# Neapolitan: A da passà a nuttata



## MariaMinerva

Read this phrase on a blog:     A da passà a nuttata
I think that it has something to do with the passing of nighttime, but I am confused by the conjugation of what I think is "passare."
Ideas?


----------



## anglomania1

MariaMinerva said:


> Read this phrase on a blog: A da passà a nuttata
> I think that it has something to do with the passing of nighttime, but I am confused by the conjugation of what I think is "passare."
> Ideas?


 
Hello, 
I think you'll find this isn't Italian but some kind of dialect!!
Anglo


----------



## Paulfromitaly

That's not Italian, as Anglo has just pointed out.

*to get through another day*


----------



## effeundici

It's not italian. It's neapolitan dialect.

It's the title of a famous theatre comedy by Eduardo de Filippo.


----------



## Alan7075

It is a dialectal form for "deve passare la nottata" which means "it can't be night/dark forever", "It can't rain forever"

Ciao Ciao


----------



## MariaMinerva

Ah, Neopolitan! Thanks very much!


----------



## federicoft

Just to add that this expression is well know and largely understood even in the rest of the country.


----------



## anglomania1

federicoft said:


> Just to add that this expression is well know and largely understood even in the rest of the country.

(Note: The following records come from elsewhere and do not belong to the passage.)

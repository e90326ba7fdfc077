use egui::{Color32, Rgba, Stroke, Ui};
use egui_plot::{Legend, Line, MarkerShape, Plot, PlotPoints, Points, Polygon};

use pawtrack::{
    analysis::{Axis, OccupancyGrid, TimeSeries},
    zones::Zone,
};

use super::{PALETTE_MAROON, PALETTE_ORANGE};

const HEAT_LEVELS: usize = 12;
const HEAT_COLD: Color32 = Color32::from_rgb(20, 24, 82);
const HEAT_HOT: Color32 = Color32::from_rgb(250, 230, 60);

/// X and Y coordinates over time, stacked.
pub(crate) fn coordinates_over_time(ui: &mut Ui, series: &TimeSeries) {
    let height = (ui.available_height() / 2.0 - 8.0).max(120.0);
    for (axis, color) in [(Axis::X, PALETTE_ORANGE), (Axis::Y, PALETTE_MAROON)] {
        Plot::new(format!("{axis}_over_time"))
            .height(height)
            .legend(Legend::default())
            .x_axis_label("Time (s)")
            .y_axis_label(format!("{} position", axis.to_string().to_uppercase()))
            .show(ui, |plot_ui| {
                plot_ui.line(
                    Line::new(
                        format!("{} position", axis.to_string().to_uppercase()),
                        PlotPoints::new(series.axis_over_time(axis)),
                    )
                    .color(color),
                );
            });
    }
}

/// Positions against frame index, with the repaired points drawn over the
/// original ones. `fixed` holds `(frame, x, y)`.
pub(crate) fn repair_preview(ui: &mut Ui, original: &TimeSeries, fixed: &[(usize, f64, f64)]) {
    let height = (ui.available_height() / 2.0 - 8.0).max(120.0);
    for axis in [Axis::X, Axis::Y] {
        let label = axis.to_string().to_uppercase();
        let original_points: Vec<[f64; 2]> = original
            .valid_points()
            .map(|row| [row.frame as f64, row.value(axis)])
            .collect();
        let fixed_points: Vec<[f64; 2]> = fixed
            .iter()
            .map(|&(frame, x, y)| {
                let value = match axis {
                    Axis::X => x,
                    Axis::Y => y,
                };
                [frame as f64, value]
            })
            .collect();

        Plot::new(format!("repair_preview_{axis}"))
            .height(height)
            .legend(Legend::default())
            .x_axis_label("Frame")
            .y_axis_label(format!("{label} position"))
            .show(ui, |plot_ui| {
                plot_ui.points(
                    Points::new(format!("Original {label}"), PlotPoints::new(original_points))
                        .color(Color32::LIGHT_BLUE)
                        .radius(2.0),
                );
                plot_ui.points(
                    Points::new(format!("Interpolated {label}"), PlotPoints::new(fixed_points))
                        .shape(MarkerShape::Diamond)
                        .filled(true)
                        .color(Color32::RED)
                        .radius(4.0),
                );
            });
    }
}

/// Path of the valid points, start and end marked.
pub(crate) fn trajectory(ui: &mut Ui, series: &TimeSeries, zone: Option<&Zone>) {
    let path: Vec<[f64; 2]> = series.valid_points().map(|row| [row.x, row.y]).collect();

    Plot::new("trajectory")
        .data_aspect(1.0)
        .legend(Legend::default())
        .show(ui, |plot_ui| {
            if let Some(zone) = zone {
                for polygon in zone_outlines(zone) {
                    plot_ui.polygon(polygon);
                }
            }
            if let (Some(first), Some(last)) = (path.first(), path.last()) {
                plot_ui.points(
                    Points::new("Start", PlotPoints::new(vec![*first]))
                        .color(Color32::GREEN)
                        .radius(5.0),
                );
                plot_ui.points(
                    Points::new("End", PlotPoints::new(vec![*last]))
                        .color(Color32::RED)
                        .radius(5.0),
                );
            }
            plot_ui.line(Line::new("Trajectory", PlotPoints::new(path)).color(PALETTE_ORANGE));
        });
}

/// Density grid drawn as square markers, bucketed into color levels.
pub(crate) fn occupancy_heatmap(ui: &mut Ui, grid: &OccupancyGrid) {
    let max = grid.max_density();
    let mut levels: Vec<Vec<[f64; 2]>> = vec![Vec::new(); HEAT_LEVELS];
    if max > 0.0 {
        for (y, row) in grid.ys.iter().zip(grid.density.iter()) {
            for (x, density) in grid.xs.iter().zip(row.iter()) {
                let level = ((density / max) * (HEAT_LEVELS - 1) as f64).round() as usize;
                // skip the near-empty background
                if level > 0 {
                    levels[level.min(HEAT_LEVELS - 1)].push([*x, *y]);
                }
            }
        }
    }

    Plot::new("occupancy")
        .data_aspect(1.0)
        .show(ui, |plot_ui| {
            for (level, cells) in levels.into_iter().enumerate() {
                if cells.is_empty() {
                    continue;
                }
                plot_ui.points(
                    Points::new(format!("level {level}"), PlotPoints::new(cells))
                        .shape(MarkerShape::Square)
                        .filled(true)
                        .radius(3.0)
                        .color(heat_color(level as f32 / (HEAT_LEVELS - 1) as f32)),
                );
            }
        });
}

/// Zone outline preview.
pub(crate) fn zone_preview(ui: &mut Ui, zone: &Zone) {
    Plot::new("zone_preview")
        .data_aspect(1.0)
        .legend(Legend::default())
        .show(ui, |plot_ui| {
            for polygon in zone_outlines(zone) {
                plot_ui.polygon(polygon);
            }
        });
}

fn zone_outlines(zone: &Zone) -> Vec<Polygon<'static>> {
    zone.shape
        .0
        .iter()
        .flat_map(|polygon| std::iter::once(polygon.exterior()).chain(polygon.interiors()))
        .map(|ring| {
            let points: Vec<[f64; 2]> = ring.coords().map(|c| [c.x, c.y]).collect();
            Polygon::new(zone.name.clone(), PlotPoints::new(points))
                .fill_color(PALETTE_MAROON.gamma_multiply(0.3))
                .stroke(Stroke::new(1.5, PALETTE_ORANGE))
        })
        .collect()
}

fn heat_color(t: f32) -> Color32 {
    Color32::from(egui::lerp(Rgba::from(HEAT_COLD)..=Rgba::from(HEAT_HOT), t))
}
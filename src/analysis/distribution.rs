use std::f64::consts::PI;

use serde::Serialize;

use super::{Axis, TimeSeries, linspace};
use crate::PawtrackError;

pub const DEFAULT_BINS: usize = 50;
/// The density curve is only drawn above this many samples.
const MIN_KDE_SAMPLES: usize = 5;
const KDE_SAMPLES: usize = 1000;

#[derive(Clone, Copy, Debug, PartialEq, Serialize)]
pub struct HistogramBin {
    pub start: f64,
    pub end: f64,
    pub count: usize,
    /// Count normalised so the histogram area is one
    pub density: f64,
}

/// Value distribution of one coordinate axis.
#[derive(Clone, Debug, PartialEq, Serialize)]
pub struct Distribution {
    pub axis: Axis,
    pub samples: usize,
    pub bins: Vec<HistogramBin>,
    /// Smoothed density as `[value, density]` pairs
    pub kde: Option<Vec<[f64; 2]>>,
}

pub fn distribution(
    series: &TimeSeries,
    axis: Axis,
    bins: usize,
) -> Result<Distribution, PawtrackError> {
    if bins == 0 {
        return Err(PawtrackError::InvalidUserInput {
            field: "bins".to_string(),
            reason: "must be at least 1".to_string(),
        });
    }

    let values: Vec<f64> = series
        .rows
        .iter()
        .map(|row| row.value(axis))
        .filter(|value| value.is_finite())
        .collect();
    if values.is_empty() {
        return Err(PawtrackError::NotEnoughData {
            required: 1,
            found: 0,
        });
    }

    let min = values.iter().copied().fold(f64::INFINITY, f64::min);
    let max = values.iter().copied().fold(f64::NEG_INFINITY, f64::max);
    // a single repeated value still gets a unit-wide bin around it
    let (start, width) = if max > min {
        (min, (max - min) / bins as f64)
    } else {
        (min - 0.5, 1.0 / bins as f64)
    };

    let mut counts = vec![0usize; bins];
    for value in &values {
        let index = (((value - start) / width) as usize).min(bins - 1);
        counts[index] += 1;
    }
    let total = values.len() as f64;
    let histogram = counts
        .into_iter()
        .enumerate()
        .map(|(i, count)| HistogramBin {
            start: start + width * i as f64,
            end: start + width * (i + 1) as f64,
            count,
            density: count as f64 / (total * width),
        })
        .collect();

    Ok(Distribution {
        axis,
        samples: values.len(),
        bins: histogram,
        kde: density_curve(&values, min, max),
    })
}

/// Gaussian KDE with Scott's bandwidth (`n^(-1/5)` in one dimension).
fn density_curve(values: &[f64], min: f64, max: f64) -> Option<Vec<[f64; 2]>> {
    let n = values.len();
    if n <= MIN_KDE_SAMPLES || max <= min {
        return None;
    }
    let count = n as f64;
    let mean = values.iter().sum::<f64>() / count;
    let variance = values.iter().map(|v| (v - mean).powi(2)).sum::<f64>() / (count - 1.0);
    let bandwidth = variance.sqrt() * count.powf(-1.0 / 5.0);
    if bandwidth <= 0.0 || !bandwidth.is_finite() {
        return None;
    }

    let norm = 1.0 / (count * bandwidth * (2.0 * PI).sqrt());
    Some(
        linspace(min, max, KDE_SAMPLES)
            .into_iter()
            .map(|x| {
                let sum: f64 = values
                    .iter()
                    .map(|v| (-0.5 * ((x - v) / bandwidth).powi(2)).exp())
                    .sum();
                [x, sum * norm]
            })
            .collect(),
    )
}

#[cfg(test)]
mod tests {
    use super::*;
    use crate::tracking::test_support::single_track;

    fn series_of(xs: &[f64]) -> TimeSeries {
        let points: Vec<(f64, f64, f64)> = xs.iter().map(|x| (*x, 0., 0.9)).collect();
        TimeSeries::extract(&single_track(&points), 0, 0)
    }

    #[test]
    fn test_histogram_is_a_density() {
        let dist = distribution(&series_of(&[0., 1., 1., 2., 3., 4., 4., 4.]), Axis::X, 4).unwrap();
        assert_eq!(dist.samples, 8);
        assert_eq!(dist.bins.len(), 4);
        assert_eq!(
            dist.bins.iter().map(|b| b.count).collect::<Vec<_>>(),
            vec![1, 2, 1, 4]
        );
        let area: f64 = dist.bins.iter().map(|b| b.density * (b.end - b.start)).sum();
        assert!((area - 1.).abs() < 1e-12);
        assert_eq!(dist.bins[3].end, 4.);
    }

    #[test]
    fn test_kde_needs_more_than_five_samples() {
        let few = distribution(&series_of(&[0., 1., 2., 3., 4.]), Axis::X, 5).unwrap();
        assert!(few.kde.is_none());

        let many = distribution(&series_of(&[0., 1., 2., 3., 4., 5.]), Axis::X, 5).unwrap();
        let curve = many.kde.unwrap();
        assert_eq!(curve.len(), KDE_SAMPLES);
        assert_eq!(curve[0][0], 0.);
        assert_eq!(curve[KDE_SAMPLES - 1][0], 5.);
        assert!(curve.iter().all(|[_, d]| *d > 0.));
    }

    #[test]
    fn test_constant_values_get_one_filled_bin() {
        let dist = distribution(&series_of(&[2.; 10]), Axis::X, 3).unwrap();
        assert_eq!(dist.bins.iter().map(|b| b.count).sum::<usize>(), 10);
        assert!(dist.kde.is_none());
    }

    #[test]
    fn test_missing_values_are_ignored() {
        let dist = distribution(&series_of(&[f64::NAN, 1., f64::NAN]), Axis::X, 2).unwrap();
        assert_eq!(dist.samples, 1);

        assert!(matches!(
            distribution(&series_of(&[f64::NAN]), Axis::X, 2),
            Err(PawtrackError::NotEnoughData { .. })
        ));
        assert!(matches!(
            distribution(&series_of(&[1.]), Axis::Y, 0),
            Err(PawtrackError::InvalidUserInput { .. })
        ));
    }
}
// Named 2-D zones built from a small definition language

pub mod geometry;
pub mod occupancy;
pub mod parser;

use std::path::Path;

use geo::{Area, BooleanOps, BoundingRect, Intersects, MultiPolygon, Point};
use log::{debug, info};

use crate::PawtrackError;

pub use geometry::DEFAULT_CIRCLE_RESOLUTION;
pub use occupancy::{ZoneOccupancy, zone_occupancy};
use parser::{SetOp, ShapeExpr, parse_statements};

#[derive(Clone, Debug, PartialEq)]
pub struct Zone {
    pub name: String,
    pub shape: MultiPolygon<f64>,
}

/// Axis-aligned bounding box as `(min_x, min_y, max_x, max_y)`.
pub type Bounds = (f64, f64, f64, f64);

/// Zones in the order they were first defined.
#[derive(Clone, Debug, Default, PartialEq)]
pub struct ZoneSet {
    zones: Vec<Zone>,
}

impl ZoneSet {
    pub fn parse(source: &str, circle_resolution: usize) -> Result<Self, PawtrackError> {
        let mut set = ZoneSet::default();

        for statement in parse_statements(source)? {
            let name = statement.name;
            let line = statement.line;
            let shape = match statement.shape {
                ShapeExpr::Polygon(vertices) => {
                    let polygon = geometry::simple_polygon(&vertices).map_err(|reason| {
                        PawtrackError::InvalidPolygon {
                            name: name.clone(),
                            line,
                            reason,
                        }
                    })?;
                    MultiPolygon::new(vec![polygon])
                }
                ShapeExpr::Circle { center, radius } => {
                    let polygon = geometry::circle(center, radius, circle_resolution).map_err(
                        |reason| PawtrackError::InvalidCircle {
                            name: name.clone(),
                            line,
                            reason,
                        },
                    )?;
                    MultiPolygon::new(vec![polygon])
                }
                ShapeExpr::Operation { left, op, right } => {
                    let lookup = |zone: &str| {
                        set.find(zone)
                            .ok_or_else(|| PawtrackError::UnknownZoneReference {
                                zone: zone.to_string(),
                                line,
                            })
                    };
                    let a = &lookup(&left)?.shape;
                    let b = &lookup(&right)?.shape;
                    let result = match op {
                        SetOp::Union => a.union(b),
                        SetOp::Intersection => a.intersection(b),
                        SetOp::Difference => a.difference(b),
                        SetOp::SymmetricDifference => a.xor(b),
                    };
                    if result.0.is_empty() || result.unsigned_area() <= 0.0 {
                        return Err(PawtrackError::EmptyZone { name, line });
                    }
                    result
                }
            };
            debug!("Defined zone '{}' on line {}", name, line);
            set.insert(name, shape);
        }

        info!("Parsed {} zones", set.len());
        Ok(set)
    }

    pub fn from_file(path: &Path, circle_resolution: usize) -> Result<Self, PawtrackError> {
        let source =
            std::fs::read_to_string(path).map_err(|e| PawtrackError::ZoneFileError { source: e })?;
        Self::parse(&source, circle_resolution)
    }

    /// Reassigning a name replaces the shape but keeps its position.
    fn insert(&mut self, name: String, shape: MultiPolygon<f64>) {
        match self.zones.iter_mut().find(|zone| zone.name == name) {
            Some(zone) => zone.shape = shape,
            None => self.zones.push(Zone { name, shape }),
        }
    }

    fn find(&self, name: &str) -> Option<&Zone> {
        self.zones.iter().find(|zone| zone.name == name)
    }

    pub fn get(&self, name: &str) -> Result<&Zone, PawtrackError> {
        self.find(name).ok_or_else(|| PawtrackError::UnknownZone {
            name: name.to_string(),
        })
    }

    pub fn names(&self) -> Vec<&str> {
        self.zones.iter().map(|zone| zone.name.as_str()).collect()
    }

    pub fn iter(&self) -> impl Iterator<Item = &Zone> {
        self.zones.iter()
    }

    pub fn len(&self) -> usize {
        self.zones.len()
    }

    pub fn is_empty(&self) -> bool {
        self.zones.is_empty()
    }

    /// True when the point lies inside the zone or on its boundary.
    pub fn contains(&self, name: &str, point: (f64, f64)) -> Result<bool, PawtrackError> {
        Ok(self.get(name)?.contains(point))
    }

    pub fn area(&self, name: &str) -> Result<f64, PawtrackError> {
        Ok(self.get(name)?.area())
    }

    pub fn perimeter(&self, name: &str) -> Result<f64, PawtrackError> {
        Ok(self.get(name)?.perimeter())
    }

    pub fn bounds(&self, name: &str) -> Result<Bounds, PawtrackError> {
        Ok(self.get(name)?.bounds())
    }
}

impl Zone {
    pub fn contains(&self, (x, y): (f64, f64)) -> bool {
        let point = Point::new(x, y);
        self.shape.0.iter().any(|polygon| polygon.intersects(&point))
    }

    pub fn area(&self) -> f64 {
        self.shape.unsigned_area()
    }

    pub fn perimeter(&self) -> f64 {
        geometry::perimeter(&self.shape)
    }

    pub fn bounds(&self) -> Bounds {
        self.shape
            .bounding_rect()
            .map(|rect| (rect.min().x, rect.min().y, rect.max().x, rect.max().y))
            .unwrap_or((f64::NAN, f64::NAN, f64::NAN, f64::NAN))
    }
}
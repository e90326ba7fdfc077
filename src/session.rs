// Workflow state: import -> repair -> filter -> visualize

use std::path::Path;

use log::info;

use crate::PawtrackError;
use crate::discontinuity::{self, RepairReport, RepairSettings};
use crate::filter::{self, FilterSettings};
use crate::tracking::{TrackingFile, load_tracking_json};

/// Processing stage a dataset belongs to.
#[derive(Clone, Copy, Debug, PartialEq, Eq)]
pub enum Stage {
    Raw,
    Processed,
    Filtered,
}

#[derive(Clone, Debug, Default)]
pub struct AnalysisSession {
    raw: TrackingFile,
    processed: Option<TrackingFile>,
    filtered: Option<TrackingFile>,
    last_report: Option<RepairReport>,
}

impl AnalysisSession {
    pub fn new(raw: TrackingFile) -> Self {
        Self {
            raw,
            ..Default::default()
        }
    }

    pub fn load(path: &Path) -> Result<Self, PawtrackError> {
        Ok(Self::new(load_tracking_json(path)?))
    }

    pub fn raw(&self) -> &TrackingFile {
        &self.raw
    }

    pub fn processed(&self) -> Option<&TrackingFile> {
        self.processed.as_ref()
    }

    pub fn filtered(&self) -> Option<&TrackingFile> {
        self.filtered.as_ref()
    }

    pub fn last_report(&self) -> Option<&RepairReport> {
        self.last_report.as_ref()
    }

    /// Repairs the raw data. Any earlier filter result is dropped since it
    /// was computed from other input.
    pub fn repair(&mut self, settings: &RepairSettings) -> &RepairReport {
        let (processed, report) = discontinuity::repair(&self.raw, settings);
        self.processed = Some(processed);
        self.filtered = None;
        self.last_report.insert(report)
    }

    /// Filters the repaired data when there is some, the raw data otherwise.
    pub fn filter(&mut self, settings: &FilterSettings) -> &TrackingFile {
        let (stage, input) = self.filter_input();
        info!("Filtering {:?} data", stage);
        let filtered = filter::apply(input, settings);
        self.filtered.insert(filtered)
    }

    pub fn filter_input(&self) -> (Stage, &TrackingFile) {
        match &self.processed {
            Some(processed) => (Stage::Processed, processed),
            None => (Stage::Raw, &self.raw),
        }
    }

    /// The most processed data available, used for plotting.
    pub fn latest(&self) -> (Stage, &TrackingFile) {
        match &self.filtered {
            Some(filtered) => (Stage::Filtered, filtered),
            None => self.filter_input(),
        }
    }

    pub fn stage(&self, stage: Stage) -> Option<&TrackingFile> {
        match stage {
            Stage::Raw => Some(&self.raw),
            Stage::Processed => self.processed(),
            Stage::Filtered => self.filtered(),
        }
    }
}
/// Fills gaps between valid anchors and returns the repaired copy.
///
/// Gaps longer than `max_gap`, touching either end of the recording, or
/// without a valid anchor on both sides are left alone. Whole-frame gaps
/// overwrite every bodypart; bodypart gaps only overwrite keypoints that are
/// missing or below 0.5 confidence. Repairs are applied in detection order,
/// so later anchor searches see earlier repairs.
pub fn repair(tracking: &TrackingFile, settings: &RepairSettings) -> (TrackingFile, RepairReport) {
    let interp_confidence = settings.effective_interp_confidence();
    let discontinuities = detect(tracking, &settings.selected_animals);

    let mut processed = tracking.clone();
    let mut report = RepairReport::default();
    let num_frames = processed.frames.len();

    for gap in &discontinuities {
        report.max_gap_found = report.max_gap_found.max(gap.len());
        if gap.len() > settings.max_gap {
            debug!("Skipping gap longer than {}: {}", settings.max_gap, gap);
            continue;
        }
        if gap.start_frame == 0 || gap.end_frame + 1 >= num_frames {
            debug!("Skipping gap at the edge of the recording: {}", gap);
            continue;
        }

        let (bodyparts, overwrite_all) = match gap.scope {
            GapScope::Frame => {
                let num_bodyparts = processed.frames[0]
                    .animals()
                    .get(gap.animal)
                    .map(Vec::len)
                    .unwrap_or(0);
                ((0..num_bodyparts).collect::<Vec<_>>(), true)
            }
            GapScope::Bodypart(bodypart) => (vec![bodypart], false),
        };

        let mut written = 0;
        for bodypart in bodyparts {
            let Some((previous, next)) = find_anchors(
                &processed.frames,
                gap.animal,
                bodypart,
                gap.start_frame - 1,
                gap.end_frame + 1,
            ) else {
                continue;
            };

            for frame in gap.start_frame..=gap.end_frame {
                let Some(keypoint) = processed.frames[frame].keypoint_mut(gap.animal, bodypart)
                else {
                    continue;
                };
                if !overwrite_all
                    && !(keypoint.is_missing() || keypoint.confidence < MIN_KEEP_CONFIDENCE)
                {
                    continue;
                }
                let (x, y) = interpolate(settings.method, previous, next, frame);
                *keypoint = Keypoint::new(x, y, interp_confidence);
                written += 1;
            }
        }

        if written > 0 {
            report.fixed_discontinuities += 1;
            report.fixed_points += written;
        }
    }

    processed.metadata.interp_confidence = Some(interp_confidence);
    info!(
        "Repaired {} of {} discontinuities ({} points) using {} interpolation",
        report.fixed_discontinuities,
        discontinuities.len(),
        report.fixed_points,
        settings.method
    );
    report.discontinuities = discontinuities;
    (processed, report)
}
impl eframe::App for PoseViewerApp {
    fn update(&mut self, ctx: &egui::Context, _frame: &mut eframe::Frame) {
        egui::TopBottomPanel::top("top_bar")
            .frame(Frame::new().inner_margin(Margin::same(4)))
            .show(ctx, |ui| {
                self.show_top_bar(ui);
                self.show_selectors(ui);
            });

        egui::TopBottomPanel::bottom("status_bar").show(ctx, |ui| {
            ui.horizontal(|ui| {
                if let Some(path) = &self.source_file {
                    ui.label(RichText::new(path.display().to_string()).color(Color32::GRAY));
                }
                if let Some(status) = &self.status {
                    ui.separator();
                    ui.label(status);
                }
            });
        });

        if let Some(session) = self.session.as_ref() {
            let mut action = None;
            egui::SidePanel::left("ProcessingSettings")
                .frame(
                    Frame::default()
                        .fill(Color32::TRANSPARENT)
                        .inner_margin(Margin::same(5)),
                )
                .resizable(true)
                .min_width(250.0)
                .max_width(400.0)
                .show(ctx, |ui| {
                    egui::ScrollArea::vertical().show(ui, |ui| {
                        action = self.settings.show(ui, session);
                    });
                });
            if let Some(action) = action {
                self.handle_action(action);
            }
        }

        self.refresh_cache();

        egui::CentralPanel::default().show(ctx, |ui| {
            if let Some(message) = &self.error {
                ui.heading(RichText::new(message).color(Color32::RED).strong());
            }
            if self.session.is_none() && self.view != View::Zones {
                ui.label("Load a tracking file to start, or open the zone editor.");
                ui.selectable_value(&mut self.view, View::Zones, View::Zones.label());
                return;
            }
            self.show_view(ui);
        });
    }
}

#[cfg(test)]
mod tests {
    use super::*;
    use pawtrack::{
        discontinuity::RepairSettings,
        tracking::{Frame, Keypoint, TrackingFile},
    };

    fn gap_session() -> AnalysisSession {
        let frames = [0., f64::NAN, f64::NAN, 3.]
            .into_iter()
            .map(|x| Frame::with_bodyparts(vec![vec![Keypoint::new(x, x, 0.9)]]))
            .collect();
        AnalysisSession::new(TrackingFile::new(frames))
    }

    #[test]
    fn test_repair_preview_shows_interpolated_points() {
        let mut session = gap_session();
        assert!(repair_preview_data(&session, 0, 0).is_none());

        session.repair(&RepairSettings::default());
        let (original, fixed) = repair_preview_data(&session, 0, 0).unwrap();
        assert_eq!(original.valid_points().count(), 2);
        assert_eq!(fixed.len(), 2);
        assert_eq!(fixed[0].0, 1);
        assert!((fixed[0].1 - 1.).abs() < 1e-9);
        assert!((fixed[1].2 - 2.).abs() < 1e-9);

        let processed = session.processed().unwrap();
        assert_eq!(count_fixed_points(session.raw(), processed), fixed.len());
    }
}
use std::collections::BTreeMap;
use std::fs::File;
use std::io::BufWriter;
use std::path::Path;

use log::info;
use serde::{Deserialize, Serialize};

use super::{DEFAULT_CONFIDENCE_THRESHOLD, DEFAULT_NUM_ANIMALS};
use crate::PawtrackError;
use crate::tracking::{BodypartSetting, TrackingFile, index_keyed};

pub const FILTER_CONFIG_FILE_NAME: &str = "dlc_filter_config.json";

/// Reusable filter choices, saved next to the data so the same bodypart names
/// and selection can be applied to other recordings.
#[derive(Serialize, Deserialize, Debug, Clone, PartialEq)]
#[serde(default)]
pub struct FilterConfig {
    pub num_animals: usize,
    pub confidence_threshold: f64,
    #[serde(deserialize_with = "index_keyed")]
    pub bodyparts: BTreeMap<usize, BodypartSetting>,
}

impl Default for FilterConfig {
    fn default() -> Self {
        Self {
            num_animals: DEFAULT_NUM_ANIMALS,
            confidence_threshold: DEFAULT_CONFIDENCE_THRESHOLD,
            bodyparts: BTreeMap::new(),
        }
    }
}

impl FilterConfig {
    /// A config listing every bodypart found in the data, all included.
    pub fn for_data(tracking: &TrackingFile) -> Self {
        Self {
            bodyparts: (0..tracking.summary().num_bodyparts)
                .map(|index| (index, BodypartSetting::included(index)))
                .collect(),
            ..Default::default()
        }
    }

    pub fn load(path: &Path) -> Result<Self, PawtrackError> {
        let file = File::open(path).map_err(|e| PawtrackError::ConfigIOError { source: e })?;
        let config: FilterConfig = serde_json::from_reader(file)
            .map_err(|e| PawtrackError::ConfigSerializeError { source: e })?;
        info!(
            "Loaded filter config with {} bodyparts from {:?}",
            config.bodyparts.len(),
            path
        );
        Ok(config)
    }

    pub fn save(&self, path: &Path) -> Result<(), PawtrackError> {
        if let Some(parent) = path.parent().filter(|parent| !parent.as_os_str().is_empty()) {
            std::fs::create_dir_all(parent)
                .map_err(|e| PawtrackError::ConfigIOError { source: e })?;
        }
        let file = File::create(path).map_err(|e| PawtrackError::ConfigIOError { source: e })?;
        serde_json::to_writer_pretty(BufWriter::new(file), self)
            .map_err(|e| PawtrackError::ConfigSerializeError { source: e })
    }
}
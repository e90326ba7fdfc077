use serde::Serialize;
use uom::si::f64::Time;
use uom::si::time::second;

use super::ZoneSet;
use crate::analysis::TimeSeries;

/// Time one tracked point spent inside one zone.
#[derive(Clone, Debug, PartialEq, Serialize)]
pub struct ZoneOccupancy {
    pub zone: String,
    pub frames_inside: usize,
    pub seconds_inside: f64,
    /// Visits to the zone, counting a track that starts inside as one
    pub entries: usize,
    /// Share of the valid frames spent inside
    pub fraction_inside: f64,
}

/// Occupancy of every zone, in zone definition order.
///
/// Frames without a valid position are ignored: they neither enter nor
/// leave a zone.
pub fn zone_occupancy(series: &TimeSeries, zones: &ZoneSet) -> Vec<ZoneOccupancy> {
    let valid_frames = series.valid_count();

    zones
        .iter()
        .map(|zone| {
            let mut frames_inside = 0;
            let mut entries = 0;
            let mut was_inside = false;
            for row in series.valid_points() {
                let inside = zone.contains((row.x, row.y));
                if inside {
                    frames_inside += 1;
                    if !was_inside {
                        entries += 1;
                    }
                }
                was_inside = inside;
            }

            let time_inside = Time::new::<second>(frames_inside as f64 / series.fps);
            ZoneOccupancy {
                zone: zone.name.clone(),
                frames_inside,
                seconds_inside: time_inside.get::<second>(),
                entries,
                fraction_inside: if valid_frames > 0 {
                    frames_inside as f64 / valid_frames as f64
                } else {
                    0.0
                },
            }
        })
        .collect()
}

I've never heard it, but then, I am English and Piacenza is quite far from Naples!
I'll ask my husband if he knows it, 
Anglo


----------



## federicoft

I live quite far from Naples too , but I think it has entered popular culture (it's a quote from an Eduardo de Filippo's play).


----------



## Azazel81

Ma tra l'altro non dovrebbe essere "ha da passa a nuttata"?


----------



## Tellure

effeundici said:


> It's not italian. It's neapolitan dialect.
> 
> It's the title of a famous theatre comedy by Eduardo de Filippo.



Buongiorno a tutti! 

Volevo solo precisare che non si tratta del titolo, ma di una frase della famosissima e bellissma commedia di Eduardo De Filippo "Napoli Milionaria".


----------



## Tellure

Riprendo questo vecchio thread per dare un contributo alla traduzione che ho trovato in un interessante articolo online:


*How would you translate adda passa' 'a nuttata?*

At the ACT of San Francisco, where Napoli Milionaria is being currently performed by an excellent cast including Marco Barricelli and Serena McKenna, on a translation  by skilled translator Beatrice Basso, they choose to translate it into "the night has to go by". Since then a number of Italians living in San Francisco have offered their own translation:

Let's wait for the night to go by

The night must pass

Let's wait for the night to pass

The night shall pass

This night must pass

And some more. The issue may seem superfluous to Italians and Neapolitans living in Italy, but for the members of the Italian, and Neapolitan community living in San Francisco, it is not small thing. In effect the phrase reflects Neapolitan's outlook on life and ultimately Eduardo's take on a city and country suffering the scars of war and facing the challenge of rebuilding itself. [...]
How would you translate adda passa' 'a nuttata?


----------



## Jonathan7891

Currently playing the role of Don Gennaro in Napoli Milionaria. It means 'We must see the night through.'


----------